GIVEN DATA:

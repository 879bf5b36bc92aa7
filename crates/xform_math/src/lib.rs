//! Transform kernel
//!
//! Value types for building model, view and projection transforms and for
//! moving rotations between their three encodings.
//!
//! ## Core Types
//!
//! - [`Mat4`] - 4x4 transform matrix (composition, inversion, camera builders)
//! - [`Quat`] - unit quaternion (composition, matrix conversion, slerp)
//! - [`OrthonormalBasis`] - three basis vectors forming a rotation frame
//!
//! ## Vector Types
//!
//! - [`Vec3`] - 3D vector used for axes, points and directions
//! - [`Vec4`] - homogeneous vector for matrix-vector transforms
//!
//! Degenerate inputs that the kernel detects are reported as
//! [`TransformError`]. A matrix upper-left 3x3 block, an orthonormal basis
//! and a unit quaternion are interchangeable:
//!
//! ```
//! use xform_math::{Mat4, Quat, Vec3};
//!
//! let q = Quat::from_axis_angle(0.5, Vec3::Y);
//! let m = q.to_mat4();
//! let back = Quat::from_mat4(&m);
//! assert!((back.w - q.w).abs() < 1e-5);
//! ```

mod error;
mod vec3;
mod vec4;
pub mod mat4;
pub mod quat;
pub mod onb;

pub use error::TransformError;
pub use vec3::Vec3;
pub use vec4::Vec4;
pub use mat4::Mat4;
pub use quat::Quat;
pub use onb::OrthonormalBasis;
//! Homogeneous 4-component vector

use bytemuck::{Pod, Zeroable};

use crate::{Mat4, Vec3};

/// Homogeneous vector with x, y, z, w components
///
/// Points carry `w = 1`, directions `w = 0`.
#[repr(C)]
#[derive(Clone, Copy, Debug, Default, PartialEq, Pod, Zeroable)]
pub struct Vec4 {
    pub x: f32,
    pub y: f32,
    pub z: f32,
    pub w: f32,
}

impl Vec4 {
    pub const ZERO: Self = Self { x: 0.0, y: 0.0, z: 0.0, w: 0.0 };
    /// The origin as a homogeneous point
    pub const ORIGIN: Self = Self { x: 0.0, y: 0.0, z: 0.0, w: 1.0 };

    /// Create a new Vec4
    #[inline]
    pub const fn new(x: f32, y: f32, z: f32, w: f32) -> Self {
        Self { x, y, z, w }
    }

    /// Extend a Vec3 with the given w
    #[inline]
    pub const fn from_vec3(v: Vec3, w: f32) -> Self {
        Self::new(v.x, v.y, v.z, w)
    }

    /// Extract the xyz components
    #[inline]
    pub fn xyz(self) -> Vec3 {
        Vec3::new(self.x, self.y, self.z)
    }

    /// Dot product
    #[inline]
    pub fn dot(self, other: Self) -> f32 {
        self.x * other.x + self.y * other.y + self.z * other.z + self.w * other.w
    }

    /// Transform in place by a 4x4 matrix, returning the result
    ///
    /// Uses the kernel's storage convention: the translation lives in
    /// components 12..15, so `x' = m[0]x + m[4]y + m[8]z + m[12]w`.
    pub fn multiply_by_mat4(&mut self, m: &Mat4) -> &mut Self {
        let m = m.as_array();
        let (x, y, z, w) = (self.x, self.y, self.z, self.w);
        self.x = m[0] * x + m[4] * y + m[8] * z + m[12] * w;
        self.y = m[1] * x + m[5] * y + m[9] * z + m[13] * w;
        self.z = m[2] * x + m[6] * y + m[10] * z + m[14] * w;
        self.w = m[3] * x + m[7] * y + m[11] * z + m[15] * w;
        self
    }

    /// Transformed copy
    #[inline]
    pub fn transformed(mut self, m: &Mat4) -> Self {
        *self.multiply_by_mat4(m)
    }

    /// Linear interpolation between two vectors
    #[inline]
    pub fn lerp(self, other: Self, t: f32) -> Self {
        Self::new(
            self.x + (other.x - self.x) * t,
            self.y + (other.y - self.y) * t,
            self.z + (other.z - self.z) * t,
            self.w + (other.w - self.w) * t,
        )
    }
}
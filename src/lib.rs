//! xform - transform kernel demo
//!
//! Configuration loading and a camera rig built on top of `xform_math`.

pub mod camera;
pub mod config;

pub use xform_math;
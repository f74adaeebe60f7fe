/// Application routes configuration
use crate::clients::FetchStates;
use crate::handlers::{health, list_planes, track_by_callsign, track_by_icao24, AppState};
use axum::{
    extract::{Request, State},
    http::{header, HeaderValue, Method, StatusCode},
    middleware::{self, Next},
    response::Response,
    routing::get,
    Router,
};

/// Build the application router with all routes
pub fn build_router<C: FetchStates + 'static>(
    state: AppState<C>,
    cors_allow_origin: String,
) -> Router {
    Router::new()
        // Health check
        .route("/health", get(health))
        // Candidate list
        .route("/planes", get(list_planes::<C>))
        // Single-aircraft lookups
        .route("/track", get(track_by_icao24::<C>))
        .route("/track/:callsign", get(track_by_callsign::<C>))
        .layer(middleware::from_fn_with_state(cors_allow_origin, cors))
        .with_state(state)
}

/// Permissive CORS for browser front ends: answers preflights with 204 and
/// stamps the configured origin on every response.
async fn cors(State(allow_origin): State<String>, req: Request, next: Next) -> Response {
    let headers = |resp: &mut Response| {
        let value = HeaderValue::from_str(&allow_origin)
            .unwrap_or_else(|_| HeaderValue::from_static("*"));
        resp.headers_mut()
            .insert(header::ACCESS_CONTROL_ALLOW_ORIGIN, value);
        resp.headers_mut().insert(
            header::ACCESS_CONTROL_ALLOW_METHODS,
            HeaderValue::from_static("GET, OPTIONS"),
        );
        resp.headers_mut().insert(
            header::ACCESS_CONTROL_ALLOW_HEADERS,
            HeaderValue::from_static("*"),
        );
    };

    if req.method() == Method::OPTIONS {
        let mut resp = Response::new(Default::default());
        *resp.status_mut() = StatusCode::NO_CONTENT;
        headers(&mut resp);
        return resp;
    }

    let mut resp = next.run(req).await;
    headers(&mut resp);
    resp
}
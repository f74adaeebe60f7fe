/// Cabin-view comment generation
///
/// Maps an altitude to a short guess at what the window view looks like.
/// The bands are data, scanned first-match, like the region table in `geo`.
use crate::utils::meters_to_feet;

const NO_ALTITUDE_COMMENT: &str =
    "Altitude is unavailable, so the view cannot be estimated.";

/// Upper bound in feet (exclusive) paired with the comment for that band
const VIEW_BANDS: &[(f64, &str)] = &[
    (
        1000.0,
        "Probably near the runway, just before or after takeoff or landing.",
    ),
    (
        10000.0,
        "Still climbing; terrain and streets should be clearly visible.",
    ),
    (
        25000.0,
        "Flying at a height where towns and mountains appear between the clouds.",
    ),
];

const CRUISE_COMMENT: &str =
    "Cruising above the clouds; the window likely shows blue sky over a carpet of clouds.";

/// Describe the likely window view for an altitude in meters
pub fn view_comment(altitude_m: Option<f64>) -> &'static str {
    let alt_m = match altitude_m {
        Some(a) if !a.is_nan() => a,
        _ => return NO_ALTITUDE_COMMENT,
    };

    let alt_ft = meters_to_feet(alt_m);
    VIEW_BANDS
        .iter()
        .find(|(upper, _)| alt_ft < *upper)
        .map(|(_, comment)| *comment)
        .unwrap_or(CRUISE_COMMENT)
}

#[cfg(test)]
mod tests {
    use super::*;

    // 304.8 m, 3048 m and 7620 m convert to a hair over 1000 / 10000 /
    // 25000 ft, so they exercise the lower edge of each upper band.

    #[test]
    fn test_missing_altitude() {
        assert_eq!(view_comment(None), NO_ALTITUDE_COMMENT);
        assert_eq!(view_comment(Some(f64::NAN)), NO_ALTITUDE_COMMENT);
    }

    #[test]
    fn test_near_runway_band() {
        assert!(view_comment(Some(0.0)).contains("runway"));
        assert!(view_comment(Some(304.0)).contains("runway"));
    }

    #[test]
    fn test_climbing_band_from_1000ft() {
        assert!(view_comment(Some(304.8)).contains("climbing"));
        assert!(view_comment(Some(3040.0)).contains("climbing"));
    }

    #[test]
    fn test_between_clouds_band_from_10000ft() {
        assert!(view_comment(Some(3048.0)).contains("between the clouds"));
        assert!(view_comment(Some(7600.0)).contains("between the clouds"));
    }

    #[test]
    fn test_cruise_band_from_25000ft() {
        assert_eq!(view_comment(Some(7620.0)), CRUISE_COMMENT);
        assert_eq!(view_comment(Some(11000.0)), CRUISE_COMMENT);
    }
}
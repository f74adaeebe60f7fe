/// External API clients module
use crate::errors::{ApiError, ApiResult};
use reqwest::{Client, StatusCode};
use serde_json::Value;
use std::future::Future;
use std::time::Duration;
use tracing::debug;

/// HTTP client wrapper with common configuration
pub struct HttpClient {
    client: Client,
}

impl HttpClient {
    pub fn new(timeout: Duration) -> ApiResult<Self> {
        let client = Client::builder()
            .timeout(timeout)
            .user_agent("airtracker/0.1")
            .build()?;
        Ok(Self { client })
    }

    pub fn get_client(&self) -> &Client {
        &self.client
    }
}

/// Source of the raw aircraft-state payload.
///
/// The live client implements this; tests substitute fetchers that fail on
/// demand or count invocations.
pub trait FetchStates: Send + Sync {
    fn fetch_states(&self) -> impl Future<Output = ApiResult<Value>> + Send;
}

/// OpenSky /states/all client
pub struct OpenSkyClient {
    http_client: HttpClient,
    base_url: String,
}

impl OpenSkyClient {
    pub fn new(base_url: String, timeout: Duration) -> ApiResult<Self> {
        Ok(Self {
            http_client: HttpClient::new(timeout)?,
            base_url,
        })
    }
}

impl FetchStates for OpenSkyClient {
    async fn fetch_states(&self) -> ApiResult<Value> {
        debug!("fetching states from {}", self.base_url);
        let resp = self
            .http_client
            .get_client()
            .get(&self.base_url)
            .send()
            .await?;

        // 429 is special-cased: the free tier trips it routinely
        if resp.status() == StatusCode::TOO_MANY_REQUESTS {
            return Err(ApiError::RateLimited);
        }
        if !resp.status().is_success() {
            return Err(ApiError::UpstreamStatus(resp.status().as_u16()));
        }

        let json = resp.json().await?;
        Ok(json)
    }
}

PROBLEM DESCRIPTION: In the material above, find each line that has the string "vectors" and return it.

RESPONSE TO THIS TASK:
//! - [`OrthonormalBasis`] - three basis vectors forming a rotation frame
    /// Linear interpolation between two vectors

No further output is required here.